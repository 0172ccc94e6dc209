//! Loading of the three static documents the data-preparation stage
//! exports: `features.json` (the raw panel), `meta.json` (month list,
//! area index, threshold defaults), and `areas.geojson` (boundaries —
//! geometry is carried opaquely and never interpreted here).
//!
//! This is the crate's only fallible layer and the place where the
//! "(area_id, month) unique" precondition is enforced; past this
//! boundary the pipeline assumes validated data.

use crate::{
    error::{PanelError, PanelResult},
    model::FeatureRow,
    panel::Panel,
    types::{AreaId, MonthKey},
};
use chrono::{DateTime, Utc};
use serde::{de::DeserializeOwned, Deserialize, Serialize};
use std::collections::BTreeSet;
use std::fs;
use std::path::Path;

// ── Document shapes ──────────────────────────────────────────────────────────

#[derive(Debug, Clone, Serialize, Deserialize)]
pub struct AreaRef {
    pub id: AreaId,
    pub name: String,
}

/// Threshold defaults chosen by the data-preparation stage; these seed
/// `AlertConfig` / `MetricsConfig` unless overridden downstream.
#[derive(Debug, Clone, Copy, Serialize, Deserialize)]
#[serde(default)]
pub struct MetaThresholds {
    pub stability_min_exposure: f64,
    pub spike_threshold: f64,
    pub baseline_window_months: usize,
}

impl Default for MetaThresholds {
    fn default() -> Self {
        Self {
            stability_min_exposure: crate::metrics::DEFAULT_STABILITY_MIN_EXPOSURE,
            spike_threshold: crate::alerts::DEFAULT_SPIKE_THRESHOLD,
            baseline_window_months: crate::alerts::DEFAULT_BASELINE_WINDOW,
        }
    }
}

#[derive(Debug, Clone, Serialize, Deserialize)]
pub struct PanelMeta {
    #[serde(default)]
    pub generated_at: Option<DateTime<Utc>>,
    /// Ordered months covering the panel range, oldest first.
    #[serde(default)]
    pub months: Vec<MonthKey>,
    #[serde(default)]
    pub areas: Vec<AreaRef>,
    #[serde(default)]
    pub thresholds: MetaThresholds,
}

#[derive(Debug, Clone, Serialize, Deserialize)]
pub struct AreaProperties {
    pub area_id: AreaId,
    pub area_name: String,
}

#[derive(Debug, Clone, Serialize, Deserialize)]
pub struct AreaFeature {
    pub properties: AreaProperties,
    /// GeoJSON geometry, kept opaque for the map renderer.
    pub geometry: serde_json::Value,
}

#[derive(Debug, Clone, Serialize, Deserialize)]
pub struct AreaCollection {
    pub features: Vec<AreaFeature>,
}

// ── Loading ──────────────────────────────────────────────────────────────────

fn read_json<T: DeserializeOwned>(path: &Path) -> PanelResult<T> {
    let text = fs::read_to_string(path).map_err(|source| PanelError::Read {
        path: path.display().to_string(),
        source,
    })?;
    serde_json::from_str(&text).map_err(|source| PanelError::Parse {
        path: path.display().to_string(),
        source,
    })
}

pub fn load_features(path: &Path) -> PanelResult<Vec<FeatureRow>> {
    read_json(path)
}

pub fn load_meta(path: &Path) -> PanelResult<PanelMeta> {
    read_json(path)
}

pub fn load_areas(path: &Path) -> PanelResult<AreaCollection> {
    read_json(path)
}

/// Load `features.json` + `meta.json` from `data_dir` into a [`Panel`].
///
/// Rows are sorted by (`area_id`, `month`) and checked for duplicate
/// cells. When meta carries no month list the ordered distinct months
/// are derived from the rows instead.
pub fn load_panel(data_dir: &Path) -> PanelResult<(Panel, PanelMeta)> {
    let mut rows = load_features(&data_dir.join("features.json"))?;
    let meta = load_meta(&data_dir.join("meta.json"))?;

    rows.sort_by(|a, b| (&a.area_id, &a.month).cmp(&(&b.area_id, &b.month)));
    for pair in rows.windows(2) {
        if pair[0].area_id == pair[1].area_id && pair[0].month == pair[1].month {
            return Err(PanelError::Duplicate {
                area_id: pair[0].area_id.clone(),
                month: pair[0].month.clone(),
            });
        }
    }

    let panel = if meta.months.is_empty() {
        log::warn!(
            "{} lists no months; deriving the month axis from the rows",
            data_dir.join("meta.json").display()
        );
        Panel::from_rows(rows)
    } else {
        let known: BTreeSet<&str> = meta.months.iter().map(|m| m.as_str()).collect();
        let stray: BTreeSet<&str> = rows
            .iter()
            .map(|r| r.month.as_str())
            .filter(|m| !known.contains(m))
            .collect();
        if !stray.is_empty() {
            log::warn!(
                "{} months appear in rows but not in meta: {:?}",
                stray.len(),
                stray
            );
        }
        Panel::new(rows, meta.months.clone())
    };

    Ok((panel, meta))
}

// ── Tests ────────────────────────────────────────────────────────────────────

=-=-=

(What you need to do):
Search the lines above for the string "AreaFeature" and copy each line that has it.

(Problem solution):
pub struct AreaFeature {
    pub features: Vec<AreaFeature>,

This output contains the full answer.